[Extracted records]
'''

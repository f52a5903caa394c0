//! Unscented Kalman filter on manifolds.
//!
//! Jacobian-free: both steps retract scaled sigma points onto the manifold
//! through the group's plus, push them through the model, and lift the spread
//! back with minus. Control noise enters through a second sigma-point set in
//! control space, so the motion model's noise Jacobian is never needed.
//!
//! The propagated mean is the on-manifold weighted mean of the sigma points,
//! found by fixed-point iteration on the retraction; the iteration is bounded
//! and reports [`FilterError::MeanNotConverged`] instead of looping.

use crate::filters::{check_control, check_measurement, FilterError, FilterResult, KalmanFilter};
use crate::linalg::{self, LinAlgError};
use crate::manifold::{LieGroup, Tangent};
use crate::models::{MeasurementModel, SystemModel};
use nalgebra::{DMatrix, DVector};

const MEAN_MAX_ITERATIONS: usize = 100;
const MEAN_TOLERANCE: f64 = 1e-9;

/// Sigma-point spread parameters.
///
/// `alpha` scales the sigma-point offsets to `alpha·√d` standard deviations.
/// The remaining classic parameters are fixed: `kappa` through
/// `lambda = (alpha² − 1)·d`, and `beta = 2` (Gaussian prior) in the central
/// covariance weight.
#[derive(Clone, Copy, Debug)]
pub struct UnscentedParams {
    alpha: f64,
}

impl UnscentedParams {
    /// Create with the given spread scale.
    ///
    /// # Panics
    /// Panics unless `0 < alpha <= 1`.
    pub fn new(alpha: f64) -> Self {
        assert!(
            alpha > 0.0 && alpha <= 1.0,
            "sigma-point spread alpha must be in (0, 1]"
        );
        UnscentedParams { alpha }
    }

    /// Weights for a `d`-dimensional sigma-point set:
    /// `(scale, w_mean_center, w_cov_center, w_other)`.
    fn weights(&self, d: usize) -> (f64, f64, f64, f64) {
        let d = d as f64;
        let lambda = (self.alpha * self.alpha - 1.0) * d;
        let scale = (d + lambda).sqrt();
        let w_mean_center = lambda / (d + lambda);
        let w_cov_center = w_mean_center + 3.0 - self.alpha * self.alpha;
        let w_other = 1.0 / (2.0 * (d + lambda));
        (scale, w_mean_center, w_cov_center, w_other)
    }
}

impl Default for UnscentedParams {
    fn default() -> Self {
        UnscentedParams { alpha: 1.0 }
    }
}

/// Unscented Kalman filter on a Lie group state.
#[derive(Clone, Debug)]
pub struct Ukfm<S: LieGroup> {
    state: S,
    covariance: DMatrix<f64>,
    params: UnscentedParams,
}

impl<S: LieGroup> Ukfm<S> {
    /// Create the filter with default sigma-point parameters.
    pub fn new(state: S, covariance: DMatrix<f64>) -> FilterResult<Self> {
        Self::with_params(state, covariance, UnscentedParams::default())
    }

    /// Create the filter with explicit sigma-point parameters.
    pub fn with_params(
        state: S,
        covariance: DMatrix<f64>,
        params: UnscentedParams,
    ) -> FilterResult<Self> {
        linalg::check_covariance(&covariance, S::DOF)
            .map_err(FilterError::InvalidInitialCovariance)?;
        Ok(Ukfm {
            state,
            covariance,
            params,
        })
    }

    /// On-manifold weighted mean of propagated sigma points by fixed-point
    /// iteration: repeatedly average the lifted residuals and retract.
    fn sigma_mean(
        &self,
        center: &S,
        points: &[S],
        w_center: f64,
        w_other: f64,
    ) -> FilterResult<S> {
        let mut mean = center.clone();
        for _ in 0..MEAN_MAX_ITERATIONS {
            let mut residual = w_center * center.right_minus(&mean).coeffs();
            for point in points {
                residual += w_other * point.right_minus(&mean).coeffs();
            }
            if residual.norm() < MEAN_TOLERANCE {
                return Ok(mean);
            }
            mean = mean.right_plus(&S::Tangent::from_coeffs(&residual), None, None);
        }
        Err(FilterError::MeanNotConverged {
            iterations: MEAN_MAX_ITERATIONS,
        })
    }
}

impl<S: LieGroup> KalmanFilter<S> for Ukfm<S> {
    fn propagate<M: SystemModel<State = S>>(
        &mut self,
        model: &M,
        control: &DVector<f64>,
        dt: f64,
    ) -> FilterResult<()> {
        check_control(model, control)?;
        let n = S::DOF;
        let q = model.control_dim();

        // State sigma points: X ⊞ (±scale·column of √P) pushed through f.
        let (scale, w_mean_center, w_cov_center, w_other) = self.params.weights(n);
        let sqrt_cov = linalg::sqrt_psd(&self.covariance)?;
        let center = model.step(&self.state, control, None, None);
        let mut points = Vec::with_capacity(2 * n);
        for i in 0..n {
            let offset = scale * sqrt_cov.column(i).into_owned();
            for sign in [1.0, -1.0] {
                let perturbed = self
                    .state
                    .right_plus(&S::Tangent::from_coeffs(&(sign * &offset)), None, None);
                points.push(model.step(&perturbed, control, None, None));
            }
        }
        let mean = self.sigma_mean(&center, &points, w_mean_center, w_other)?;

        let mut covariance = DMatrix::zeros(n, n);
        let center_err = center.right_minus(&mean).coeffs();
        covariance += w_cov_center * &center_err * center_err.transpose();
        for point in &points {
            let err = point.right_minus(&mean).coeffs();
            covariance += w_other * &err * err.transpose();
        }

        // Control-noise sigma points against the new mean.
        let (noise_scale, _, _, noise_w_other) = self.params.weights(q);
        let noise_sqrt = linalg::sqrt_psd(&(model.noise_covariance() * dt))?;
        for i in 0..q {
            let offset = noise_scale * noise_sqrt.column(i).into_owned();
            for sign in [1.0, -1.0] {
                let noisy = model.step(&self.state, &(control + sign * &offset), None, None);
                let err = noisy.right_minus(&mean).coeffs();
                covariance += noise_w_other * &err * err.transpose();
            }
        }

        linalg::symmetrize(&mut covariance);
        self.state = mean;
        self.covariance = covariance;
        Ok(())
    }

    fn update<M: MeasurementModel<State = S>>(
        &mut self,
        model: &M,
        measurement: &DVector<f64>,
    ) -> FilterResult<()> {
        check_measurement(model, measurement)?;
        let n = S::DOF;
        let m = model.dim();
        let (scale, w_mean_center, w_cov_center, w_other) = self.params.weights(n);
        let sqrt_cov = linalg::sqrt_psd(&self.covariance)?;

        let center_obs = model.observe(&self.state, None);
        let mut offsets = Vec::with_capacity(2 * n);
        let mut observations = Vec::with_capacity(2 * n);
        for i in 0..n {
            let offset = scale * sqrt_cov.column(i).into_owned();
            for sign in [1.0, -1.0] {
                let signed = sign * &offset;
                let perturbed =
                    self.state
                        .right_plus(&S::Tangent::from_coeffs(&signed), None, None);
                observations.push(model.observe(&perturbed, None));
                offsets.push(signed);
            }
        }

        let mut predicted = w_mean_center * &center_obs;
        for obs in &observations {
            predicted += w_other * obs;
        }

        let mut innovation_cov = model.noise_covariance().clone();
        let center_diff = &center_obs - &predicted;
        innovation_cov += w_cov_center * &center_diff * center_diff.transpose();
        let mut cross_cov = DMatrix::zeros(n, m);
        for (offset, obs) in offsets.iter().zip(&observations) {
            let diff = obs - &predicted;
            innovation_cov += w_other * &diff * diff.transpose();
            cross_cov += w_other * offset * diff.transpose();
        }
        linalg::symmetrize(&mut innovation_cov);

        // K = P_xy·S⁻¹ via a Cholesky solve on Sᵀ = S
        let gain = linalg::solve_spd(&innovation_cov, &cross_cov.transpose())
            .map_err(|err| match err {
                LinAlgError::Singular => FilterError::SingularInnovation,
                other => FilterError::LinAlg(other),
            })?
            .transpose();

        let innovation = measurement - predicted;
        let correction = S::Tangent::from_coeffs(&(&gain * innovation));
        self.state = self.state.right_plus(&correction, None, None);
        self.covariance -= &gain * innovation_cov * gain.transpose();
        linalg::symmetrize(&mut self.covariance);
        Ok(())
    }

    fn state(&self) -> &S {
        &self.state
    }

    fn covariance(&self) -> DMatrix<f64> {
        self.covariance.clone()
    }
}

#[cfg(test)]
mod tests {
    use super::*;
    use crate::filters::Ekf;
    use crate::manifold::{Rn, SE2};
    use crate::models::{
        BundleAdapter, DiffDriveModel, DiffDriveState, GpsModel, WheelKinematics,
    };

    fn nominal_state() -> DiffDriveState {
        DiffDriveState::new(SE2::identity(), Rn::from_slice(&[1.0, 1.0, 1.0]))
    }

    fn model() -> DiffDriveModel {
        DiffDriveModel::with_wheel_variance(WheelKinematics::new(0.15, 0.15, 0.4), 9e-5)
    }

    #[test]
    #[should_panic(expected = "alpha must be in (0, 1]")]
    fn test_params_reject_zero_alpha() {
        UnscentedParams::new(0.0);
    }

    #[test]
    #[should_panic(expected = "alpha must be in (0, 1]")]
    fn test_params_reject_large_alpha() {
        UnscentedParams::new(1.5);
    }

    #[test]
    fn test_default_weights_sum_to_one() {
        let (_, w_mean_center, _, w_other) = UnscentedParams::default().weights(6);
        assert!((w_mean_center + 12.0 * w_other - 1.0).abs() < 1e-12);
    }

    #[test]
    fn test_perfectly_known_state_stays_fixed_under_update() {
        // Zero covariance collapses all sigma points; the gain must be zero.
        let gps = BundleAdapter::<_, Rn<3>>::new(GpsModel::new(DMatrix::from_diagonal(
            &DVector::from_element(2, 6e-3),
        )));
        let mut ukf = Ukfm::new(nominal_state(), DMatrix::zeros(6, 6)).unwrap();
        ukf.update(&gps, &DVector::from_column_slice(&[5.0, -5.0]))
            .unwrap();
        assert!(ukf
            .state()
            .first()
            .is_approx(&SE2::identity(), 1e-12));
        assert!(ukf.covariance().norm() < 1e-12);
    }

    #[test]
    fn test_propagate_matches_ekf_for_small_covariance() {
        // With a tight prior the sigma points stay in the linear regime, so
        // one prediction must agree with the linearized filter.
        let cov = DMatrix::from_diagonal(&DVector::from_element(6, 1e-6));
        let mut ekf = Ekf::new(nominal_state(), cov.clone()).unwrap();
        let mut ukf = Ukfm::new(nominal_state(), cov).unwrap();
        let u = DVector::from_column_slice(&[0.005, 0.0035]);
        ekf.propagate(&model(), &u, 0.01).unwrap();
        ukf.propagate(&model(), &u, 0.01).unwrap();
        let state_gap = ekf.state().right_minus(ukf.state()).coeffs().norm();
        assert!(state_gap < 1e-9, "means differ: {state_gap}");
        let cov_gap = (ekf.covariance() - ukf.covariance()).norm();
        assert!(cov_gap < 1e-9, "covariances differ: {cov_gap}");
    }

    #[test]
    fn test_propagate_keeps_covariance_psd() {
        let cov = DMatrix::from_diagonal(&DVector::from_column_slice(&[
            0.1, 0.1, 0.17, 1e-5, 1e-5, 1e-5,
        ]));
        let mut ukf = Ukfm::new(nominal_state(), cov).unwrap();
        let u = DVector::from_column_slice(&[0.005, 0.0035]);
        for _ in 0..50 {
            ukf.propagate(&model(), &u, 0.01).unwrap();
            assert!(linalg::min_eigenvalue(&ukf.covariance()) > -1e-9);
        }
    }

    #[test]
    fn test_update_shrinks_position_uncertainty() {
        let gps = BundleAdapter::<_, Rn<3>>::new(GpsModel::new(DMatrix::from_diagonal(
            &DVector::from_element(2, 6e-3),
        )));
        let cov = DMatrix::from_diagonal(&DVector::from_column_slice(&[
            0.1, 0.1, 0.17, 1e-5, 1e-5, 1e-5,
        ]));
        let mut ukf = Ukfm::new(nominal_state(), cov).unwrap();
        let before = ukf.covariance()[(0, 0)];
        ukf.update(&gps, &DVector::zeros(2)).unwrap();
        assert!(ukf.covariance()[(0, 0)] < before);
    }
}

'''
'''

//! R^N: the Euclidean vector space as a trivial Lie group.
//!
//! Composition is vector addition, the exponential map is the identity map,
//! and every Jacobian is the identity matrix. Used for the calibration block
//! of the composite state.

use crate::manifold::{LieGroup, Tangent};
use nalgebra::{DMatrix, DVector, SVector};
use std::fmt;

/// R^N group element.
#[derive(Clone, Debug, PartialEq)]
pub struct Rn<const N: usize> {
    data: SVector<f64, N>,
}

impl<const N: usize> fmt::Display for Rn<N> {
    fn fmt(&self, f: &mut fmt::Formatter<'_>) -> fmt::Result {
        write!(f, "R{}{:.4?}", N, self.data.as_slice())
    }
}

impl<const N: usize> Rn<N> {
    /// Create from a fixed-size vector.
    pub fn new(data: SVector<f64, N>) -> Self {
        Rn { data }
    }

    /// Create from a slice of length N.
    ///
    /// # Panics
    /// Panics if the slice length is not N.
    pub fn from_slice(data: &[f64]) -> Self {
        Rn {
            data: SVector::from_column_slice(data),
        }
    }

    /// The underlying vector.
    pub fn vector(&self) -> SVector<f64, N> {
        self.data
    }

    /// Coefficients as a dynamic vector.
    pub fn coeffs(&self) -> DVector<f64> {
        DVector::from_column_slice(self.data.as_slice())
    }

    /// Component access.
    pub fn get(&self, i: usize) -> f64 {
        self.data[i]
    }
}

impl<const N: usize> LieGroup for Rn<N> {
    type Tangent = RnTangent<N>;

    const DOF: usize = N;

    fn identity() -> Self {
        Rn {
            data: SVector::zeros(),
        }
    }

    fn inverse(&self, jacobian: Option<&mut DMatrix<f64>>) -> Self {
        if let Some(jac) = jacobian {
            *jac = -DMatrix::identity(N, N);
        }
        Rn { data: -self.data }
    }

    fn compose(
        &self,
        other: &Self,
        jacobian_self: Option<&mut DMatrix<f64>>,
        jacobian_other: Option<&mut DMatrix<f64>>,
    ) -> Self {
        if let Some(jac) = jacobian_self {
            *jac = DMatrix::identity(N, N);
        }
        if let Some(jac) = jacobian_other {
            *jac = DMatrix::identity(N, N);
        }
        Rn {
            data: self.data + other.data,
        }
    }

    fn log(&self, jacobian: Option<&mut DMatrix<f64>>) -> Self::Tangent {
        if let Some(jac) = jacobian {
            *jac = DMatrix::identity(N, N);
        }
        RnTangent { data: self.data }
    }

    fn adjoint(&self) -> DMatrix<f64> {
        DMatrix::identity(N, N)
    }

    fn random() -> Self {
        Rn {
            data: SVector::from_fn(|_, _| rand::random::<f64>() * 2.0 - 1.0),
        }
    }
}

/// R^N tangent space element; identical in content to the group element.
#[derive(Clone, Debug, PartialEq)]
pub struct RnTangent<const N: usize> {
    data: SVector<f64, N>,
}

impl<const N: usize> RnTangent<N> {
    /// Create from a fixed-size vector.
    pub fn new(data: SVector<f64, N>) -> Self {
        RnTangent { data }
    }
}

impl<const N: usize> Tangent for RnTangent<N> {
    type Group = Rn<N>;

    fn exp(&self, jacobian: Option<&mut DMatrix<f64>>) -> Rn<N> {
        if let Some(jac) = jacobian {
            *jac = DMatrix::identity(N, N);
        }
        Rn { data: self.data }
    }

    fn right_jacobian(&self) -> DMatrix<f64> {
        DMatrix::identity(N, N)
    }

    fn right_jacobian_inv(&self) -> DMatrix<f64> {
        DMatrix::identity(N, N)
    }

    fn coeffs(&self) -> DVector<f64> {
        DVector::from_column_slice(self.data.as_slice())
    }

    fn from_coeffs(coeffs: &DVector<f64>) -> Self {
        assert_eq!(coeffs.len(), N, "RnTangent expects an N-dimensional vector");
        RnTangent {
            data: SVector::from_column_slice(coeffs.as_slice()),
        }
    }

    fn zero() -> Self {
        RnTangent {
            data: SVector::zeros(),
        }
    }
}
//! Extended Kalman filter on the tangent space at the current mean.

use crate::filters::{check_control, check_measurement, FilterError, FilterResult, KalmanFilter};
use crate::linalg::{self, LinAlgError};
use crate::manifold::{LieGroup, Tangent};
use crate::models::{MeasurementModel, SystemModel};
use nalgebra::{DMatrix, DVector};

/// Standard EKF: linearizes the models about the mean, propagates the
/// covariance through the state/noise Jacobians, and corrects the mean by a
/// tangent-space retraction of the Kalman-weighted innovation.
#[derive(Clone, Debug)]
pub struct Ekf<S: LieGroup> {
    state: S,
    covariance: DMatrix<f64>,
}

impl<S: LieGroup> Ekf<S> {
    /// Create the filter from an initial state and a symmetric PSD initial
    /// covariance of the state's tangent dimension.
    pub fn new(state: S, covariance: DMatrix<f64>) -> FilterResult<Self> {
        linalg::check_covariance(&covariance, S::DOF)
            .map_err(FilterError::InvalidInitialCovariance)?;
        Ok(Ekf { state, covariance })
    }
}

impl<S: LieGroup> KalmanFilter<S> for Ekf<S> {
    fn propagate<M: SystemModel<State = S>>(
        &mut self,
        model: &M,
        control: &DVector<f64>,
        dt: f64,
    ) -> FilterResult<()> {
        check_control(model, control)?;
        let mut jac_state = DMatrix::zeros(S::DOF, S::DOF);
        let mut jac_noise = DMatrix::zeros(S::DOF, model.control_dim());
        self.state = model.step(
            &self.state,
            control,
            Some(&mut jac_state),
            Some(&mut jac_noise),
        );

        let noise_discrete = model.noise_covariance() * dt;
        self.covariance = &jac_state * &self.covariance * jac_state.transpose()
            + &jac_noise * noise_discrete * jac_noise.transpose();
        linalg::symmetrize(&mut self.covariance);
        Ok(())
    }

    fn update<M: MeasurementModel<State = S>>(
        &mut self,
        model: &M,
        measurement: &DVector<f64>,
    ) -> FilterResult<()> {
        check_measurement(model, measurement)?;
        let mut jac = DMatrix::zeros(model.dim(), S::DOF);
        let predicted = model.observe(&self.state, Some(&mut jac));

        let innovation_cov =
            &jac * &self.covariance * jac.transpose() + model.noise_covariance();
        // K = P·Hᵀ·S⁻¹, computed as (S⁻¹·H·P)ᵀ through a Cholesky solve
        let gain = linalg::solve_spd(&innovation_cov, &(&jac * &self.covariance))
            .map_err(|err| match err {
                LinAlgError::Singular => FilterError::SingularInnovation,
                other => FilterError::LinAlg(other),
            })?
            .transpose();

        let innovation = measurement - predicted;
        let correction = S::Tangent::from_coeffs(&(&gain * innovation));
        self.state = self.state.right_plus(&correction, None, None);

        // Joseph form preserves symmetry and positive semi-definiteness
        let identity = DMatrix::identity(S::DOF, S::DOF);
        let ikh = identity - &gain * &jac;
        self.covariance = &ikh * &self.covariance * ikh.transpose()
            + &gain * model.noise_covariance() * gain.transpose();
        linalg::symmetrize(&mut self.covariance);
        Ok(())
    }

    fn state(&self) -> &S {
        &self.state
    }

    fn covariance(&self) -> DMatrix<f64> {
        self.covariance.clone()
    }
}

'''

• _To do_: Count the lines above that contain "length" and reply with the figure alone.

• _Result of this exercise_: 2